I became one of the subjects for an episode of True Life based on athletes dealing with rehabbing their injuries during my hospital stay. I was one of the three subjects the show focused on. True Life discovered my situation and asked to begin following me. The night I was injured, the news spread like wild fire. Word spread through teams at the tournament. True Life had discovered my story because the initial story of my accident made The Detroit News. The episode showed my time in the hospital and my journey home. It was an interesting experience. Having cameras on me and that much attention directed towards me was a little annoying and unnerving at times, but it was nice to share my story. My episode aired in the fall of 2009, and I received a lot of attention for the show, and plenty of people contacted me. The most support I have received though has been from the hockey community. The hockey community is truly just one big family. I am grateful for all the donations, letters, get well cards, and visits in the hospital I received from friends, family, teammates, coaches, and all of those who cared. My room became littered with letters and the coolest part was all the autographed jerseys I received from teams around the country, NHL and other. The hockey community has been so helpful and thanks to some new friends I was able to meet my favorite player, a few NHL teams and other players as well as experiencing the Olympics. From the night I was injured up until now, it has been scary, and extremely difficult and each day is a new test, but with the support of friends, family, and the hockey community I am determined to skate again one day.

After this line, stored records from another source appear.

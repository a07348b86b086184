//! `solution status`
//!
//! Upload and install state of a solution live in two separate object
//! types. Both are queried with the same filter and the most recent record
//! of each is merged into one report row.

use std::convert::Infallible;
use std::str::FromStr;

use clap::Args;
use objstore_models::StatusItem;
use tracing::debug;

use crate::errors::CliError;
use crate::http::client::HttpClientExt;
use crate::http::objects::{query_first, ObjectQuery, SOLUTION_INSTALL_TYPE, SOLUTION_RELEASE_TYPE};
use crate::layers::{resolve, LayerType};
use crate::output::{OutputFormat, ReportRow};
use crate::storage::settings::Context;

pub const HEADER_NAME: &str = "Solution Name";
pub const HEADER_UPLOAD_VERSION: &str = "Solution Upload Version";
pub const HEADER_UPLOAD_TIMESTAMP: &str = "Upload Timestamp";
pub const HEADER_INSTALL_VERSION: &str = "Solution Install Version";
pub const HEADER_INSTALL_SUCCESSFUL: &str = "Solution Install Successful?";
pub const HEADER_INSTALL_TIME: &str = "Solution Install Time";
pub const HEADER_INSTALL_MESSAGE: &str = "Solution Install Message";

/// Which side of the status to report
#[derive(Debug, Clone, Copy, Default, PartialEq, Eq)]
pub enum StatusType {
    Upload,
    Install,
    /// Both sides. Any unrecognised value means this.
    #[default]
    All,
}

impl FromStr for StatusType {
    type Err = Infallible;

    fn from_str(s: &str) -> Result<Self, Self::Err> {
        Ok(match s.trim().to_lowercase().as_str() {
            "upload" => StatusType::Upload,
            "install" => StatusType::Install,
            _ => StatusType::All,
        })
    }
}

#[derive(Debug, Clone, Args)]
pub struct StatusArgs {
    /// The name of the solution
    #[arg(long)]
    pub name: String,

    /// Restrict to one version of the solution
    #[arg(long)]
    pub solution_version: Option<String>,

    /// The status to show: upload, install or all
    #[arg(long, default_value = "all")]
    pub status_type: StatusType,

    /// Output format
    #[arg(short, long, value_enum, default_value_t)]
    pub output: OutputFormat,
}

/// Most recent upload and install records of a solution
#[derive(Debug, Clone, Default, PartialEq, Eq)]
pub struct SolutionStatus {
    pub upload: StatusItem,
    pub install: StatusItem,
}

/// Filter expression selecting a solution, optionally pinned to a version
pub fn status_filter(name: &str, version: Option<&str>) -> String {
    match version.filter(|v| !v.is_empty()) {
        Some(version) => format!(
            r#"data.solutionName eq "{}" and data.solutionVersion eq "{}""#,
            name, version
        ),
        None => format!(r#"data.solutionName eq "{}""#, name),
    }
}

/// Fetch the latest upload and install records, scoped to the context's tenant.
///
/// A missing record is its zero value; any transport failure is an error.
pub async fn fetch_status<C: HttpClientExt + ?Sized>(
    client: &C,
    context: &Context,
    name: &str,
    version: Option<&str>,
) -> Result<SolutionStatus, CliError> {
    if context.tenant.is_empty() {
        return Err(CliError::ConfigError(format!(
            "context {} has no tenant",
            context.name
        )));
    }

    let layer = resolve(&LayerType::Tenant, SOLUTION_RELEASE_TYPE, context, None)?;
    let query = ObjectQuery::latest(status_filter(name, version));
    debug!("Querying solution status with filter {}", query.filter);

    let upload = query_first(client, SOLUTION_RELEASE_TYPE, &query, layer.headers()?)
        .await?
        .unwrap_or_default();
    let install = query_first(client, SOLUTION_INSTALL_TYPE, &query, layer.headers()?)
        .await?
        .unwrap_or_default();

    Ok(SolutionStatus { upload, install })
}

/// Assemble the report row for the requested status type
pub fn build_row(status_type: StatusType, status: &SolutionStatus) -> ReportRow {
    let upload = &status.upload;
    let install = &status.install;

    let name = if upload.data.solution_name.is_empty() {
        &install.data.solution_name
    } else {
        &upload.data.solution_name
    };

    let mut row = ReportRow::new();
    row.push(HEADER_NAME, name.as_str());

    if status_type != StatusType::Install {
        row.push(HEADER_UPLOAD_VERSION, upload.data.solution_version.as_str());
        row.push(HEADER_UPLOAD_TIMESTAMP, upload.created_at.as_str());
    }
    if status_type != StatusType::Upload {
        row.push(HEADER_INSTALL_VERSION, install.data.solution_version.as_str());
        row.push(
            HEADER_INSTALL_SUCCESSFUL,
            install.data.successful_install.to_string(),
        );
        row.push(HEADER_INSTALL_TIME, install.data.install_time.as_str());
        row.push(HEADER_INSTALL_MESSAGE, install.data.install_message.as_str());
    }

    row
}

/// Query both status resources and build the report row
pub async fn run<C: HttpClientExt + ?Sized>(
    client: &C,
    context: &Context,
    args: &StatusArgs,
) -> Result<ReportRow, CliError> {
    let status = fetch_status(
        client,
        context,
        &args.name,
        args.solution_version.as_deref(),
    )
    .await?;
    Ok(build_row(args.status_type, &status))
}
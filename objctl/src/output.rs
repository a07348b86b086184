//! Command output rendering

use clap::ValueEnum;
use colored::Colorize;
use serde::ser::{Serialize, SerializeMap, Serializer};

use crate::errors::CliError;

/// Output format of report commands
#[derive(Debug, Clone, Copy, Default, PartialEq, Eq, ValueEnum)]
pub enum OutputFormat {
    /// One `Header: value` line per field
    #[default]
    Detail,
    /// Header row followed by a value row
    Table,
    /// JSON object keyed by header
    Json,
}

/// Ordered (header, value) pairs describing one result
#[derive(Debug, Clone, Default, PartialEq, Eq)]
pub struct ReportRow {
    fields: Vec<(String, String)>,
}

impl ReportRow {
    pub fn new() -> Self {
        Self::default()
    }

    pub fn push(&mut self, header: impl Into<String>, value: impl Into<String>) {
        self.fields.push((header.into(), value.into()));
    }

    pub fn fields(&self) -> &[(String, String)] {
        &self.fields
    }

    pub fn headers(&self) -> Vec<&str> {
        self.fields.iter().map(|(h, _)| h.as_str()).collect()
    }

    pub fn value(&self, header: &str) -> Option<&str> {
        self.fields
            .iter()
            .find(|(h, _)| h == header)
            .map(|(_, v)| v.as_str())
    }
}

impl Serialize for ReportRow {
    fn serialize<S: Serializer>(&self, serializer: S) -> Result<S::Ok, S::Error> {
        let mut map = serializer.serialize_map(Some(self.fields.len()))?;
        for (header, value) in &self.fields {
            map.serialize_entry(header, value)?;
        }
        map.end()
    }
}

/// Render a row in the requested format
pub fn render(row: &ReportRow, format: OutputFormat) -> Result<String, CliError> {
    match format {
        OutputFormat::Detail => Ok(render_detail(row)),
        OutputFormat::Table => Ok(render_table(row)),
        OutputFormat::Json => Ok(serde_json::to_string_pretty(row)?),
    }
}

fn render_detail(row: &ReportRow) -> String {
    let width = row
        .fields
        .iter()
        .map(|(h, _)| h.chars().count() + 1)
        .max()
        .unwrap_or(0);

    row.fields
        .iter()
        .map(|(header, value)| {
            let label = format!("{:<width$}", format!("{}:", header), width = width);
            format!("{} {}", label.bold(), value)
        })
        .collect::<Vec<_>>()
        .join("\n")
}

fn render_table(row: &ReportRow) -> String {
    let widths: Vec<usize> = row
        .fields
        .iter()
        .map(|(h, v)| h.chars().count().max(v.chars().count()))
        .collect();

    let header_line = row
        .fields
        .iter()
        .zip(&widths)
        .map(|((h, _), w)| format!("{:<w$}", h, w = *w).bold().to_string())
        .collect::<Vec<_>>()
        .join("  ");
    let value_line = row
        .fields
        .iter()
        .zip(&widths)
        .map(|((_, v), w)| format!("{:<w$}", v, w = *w))
        .collect::<Vec<_>>()
        .join("  ");

    format!("{}\n{}", header_line.trim_end(), value_line.trim_end())
}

This experience, although taking away from me my strength, has helped me grow and become a stronger person. I believe that of anybody who would experience an injury such as this, I was the most capable to handle it because of previous experiences that have required me to grow up very early on. I have dealt with the roller coaster of emotions that has resulted from my injury and not being able to physically play hockey and do some of the little things we take for granted every day. This meant I had to be an adult and maintain my composure. What I have learned from this experience is to appreciate the little things, to really appreciate the things and people you love. I’ve learned that I always want to be involved in hockey. In fact I love this game even more because of the support I’ve had from my big extended family, the hockey community. I continue to stay involved through helping teach and encourage my brothers and assuming a student assistant role with the Miami University hockey team. This is a way of helping maintain my goal of making a career in hockey and keep my life on track. I know I’ll walk again one day, and when that day comes I’ll stand ten feet tall from this.